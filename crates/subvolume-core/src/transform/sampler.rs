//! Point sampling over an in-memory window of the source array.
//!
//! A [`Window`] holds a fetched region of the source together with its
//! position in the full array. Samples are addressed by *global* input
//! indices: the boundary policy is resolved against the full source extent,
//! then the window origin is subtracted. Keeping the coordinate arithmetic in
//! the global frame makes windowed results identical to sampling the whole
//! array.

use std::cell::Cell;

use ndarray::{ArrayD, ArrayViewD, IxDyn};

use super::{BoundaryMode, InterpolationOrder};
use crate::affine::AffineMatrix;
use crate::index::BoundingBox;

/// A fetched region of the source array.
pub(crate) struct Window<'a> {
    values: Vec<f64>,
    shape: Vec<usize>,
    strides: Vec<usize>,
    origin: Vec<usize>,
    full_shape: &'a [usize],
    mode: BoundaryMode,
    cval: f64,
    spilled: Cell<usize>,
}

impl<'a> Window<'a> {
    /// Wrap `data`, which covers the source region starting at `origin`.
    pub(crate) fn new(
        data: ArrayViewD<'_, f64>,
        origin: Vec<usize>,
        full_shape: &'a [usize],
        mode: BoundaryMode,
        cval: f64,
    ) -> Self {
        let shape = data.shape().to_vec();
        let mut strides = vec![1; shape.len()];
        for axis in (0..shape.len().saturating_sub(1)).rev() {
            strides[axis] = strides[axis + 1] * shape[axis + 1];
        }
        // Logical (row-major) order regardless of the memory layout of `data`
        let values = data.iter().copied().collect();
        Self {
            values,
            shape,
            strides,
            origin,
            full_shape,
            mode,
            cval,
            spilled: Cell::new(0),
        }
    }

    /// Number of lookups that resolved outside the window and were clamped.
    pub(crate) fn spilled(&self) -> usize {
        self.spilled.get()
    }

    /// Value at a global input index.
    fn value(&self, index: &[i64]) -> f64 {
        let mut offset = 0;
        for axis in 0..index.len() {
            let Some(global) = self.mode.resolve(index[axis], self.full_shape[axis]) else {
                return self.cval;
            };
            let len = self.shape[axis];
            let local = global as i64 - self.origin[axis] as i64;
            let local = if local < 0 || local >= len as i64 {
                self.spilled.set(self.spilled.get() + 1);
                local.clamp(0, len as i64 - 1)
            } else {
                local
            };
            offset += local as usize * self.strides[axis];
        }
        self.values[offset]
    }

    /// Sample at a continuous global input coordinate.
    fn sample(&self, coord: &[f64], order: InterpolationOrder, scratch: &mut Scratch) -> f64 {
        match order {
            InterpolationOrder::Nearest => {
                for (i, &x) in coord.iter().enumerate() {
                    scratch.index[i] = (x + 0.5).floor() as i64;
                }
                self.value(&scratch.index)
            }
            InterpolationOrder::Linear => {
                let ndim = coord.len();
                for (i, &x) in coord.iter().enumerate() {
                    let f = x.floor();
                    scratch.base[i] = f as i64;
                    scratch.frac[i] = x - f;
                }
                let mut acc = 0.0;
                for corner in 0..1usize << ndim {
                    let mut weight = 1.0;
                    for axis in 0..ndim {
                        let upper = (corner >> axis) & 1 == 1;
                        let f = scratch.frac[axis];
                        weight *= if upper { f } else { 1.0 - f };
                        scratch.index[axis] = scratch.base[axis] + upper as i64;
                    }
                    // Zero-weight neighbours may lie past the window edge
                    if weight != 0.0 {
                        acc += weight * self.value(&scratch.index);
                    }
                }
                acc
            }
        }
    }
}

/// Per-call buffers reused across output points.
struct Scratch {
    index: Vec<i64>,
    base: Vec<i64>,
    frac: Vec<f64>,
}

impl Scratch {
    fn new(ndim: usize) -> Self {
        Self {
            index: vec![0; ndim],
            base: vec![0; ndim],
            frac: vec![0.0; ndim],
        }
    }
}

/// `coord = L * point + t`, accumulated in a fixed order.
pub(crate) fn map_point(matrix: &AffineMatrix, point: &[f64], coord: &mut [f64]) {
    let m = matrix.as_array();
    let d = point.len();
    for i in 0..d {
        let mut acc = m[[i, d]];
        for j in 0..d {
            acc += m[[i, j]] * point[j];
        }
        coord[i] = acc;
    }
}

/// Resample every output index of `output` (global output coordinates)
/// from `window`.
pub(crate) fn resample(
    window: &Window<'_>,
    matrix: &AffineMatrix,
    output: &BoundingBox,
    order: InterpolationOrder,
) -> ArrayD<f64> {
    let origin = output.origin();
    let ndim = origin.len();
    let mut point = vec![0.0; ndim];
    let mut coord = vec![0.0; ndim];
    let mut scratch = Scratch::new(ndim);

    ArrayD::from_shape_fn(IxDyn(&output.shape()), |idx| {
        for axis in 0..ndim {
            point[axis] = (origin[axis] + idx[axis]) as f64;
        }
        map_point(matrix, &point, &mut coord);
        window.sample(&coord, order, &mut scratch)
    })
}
◇ ◇ ◇ ◇
- Problem details
Which of the lines above carry the string "AffineMatrix"? Copy every one.

- Response for this exercise
use crate::affine::AffineMatrix;
pub(crate) fn map_point(matrix: &AffineMatrix, point: &[f64], coord: &mut [f64]) {
    matrix: &AffineMatrix,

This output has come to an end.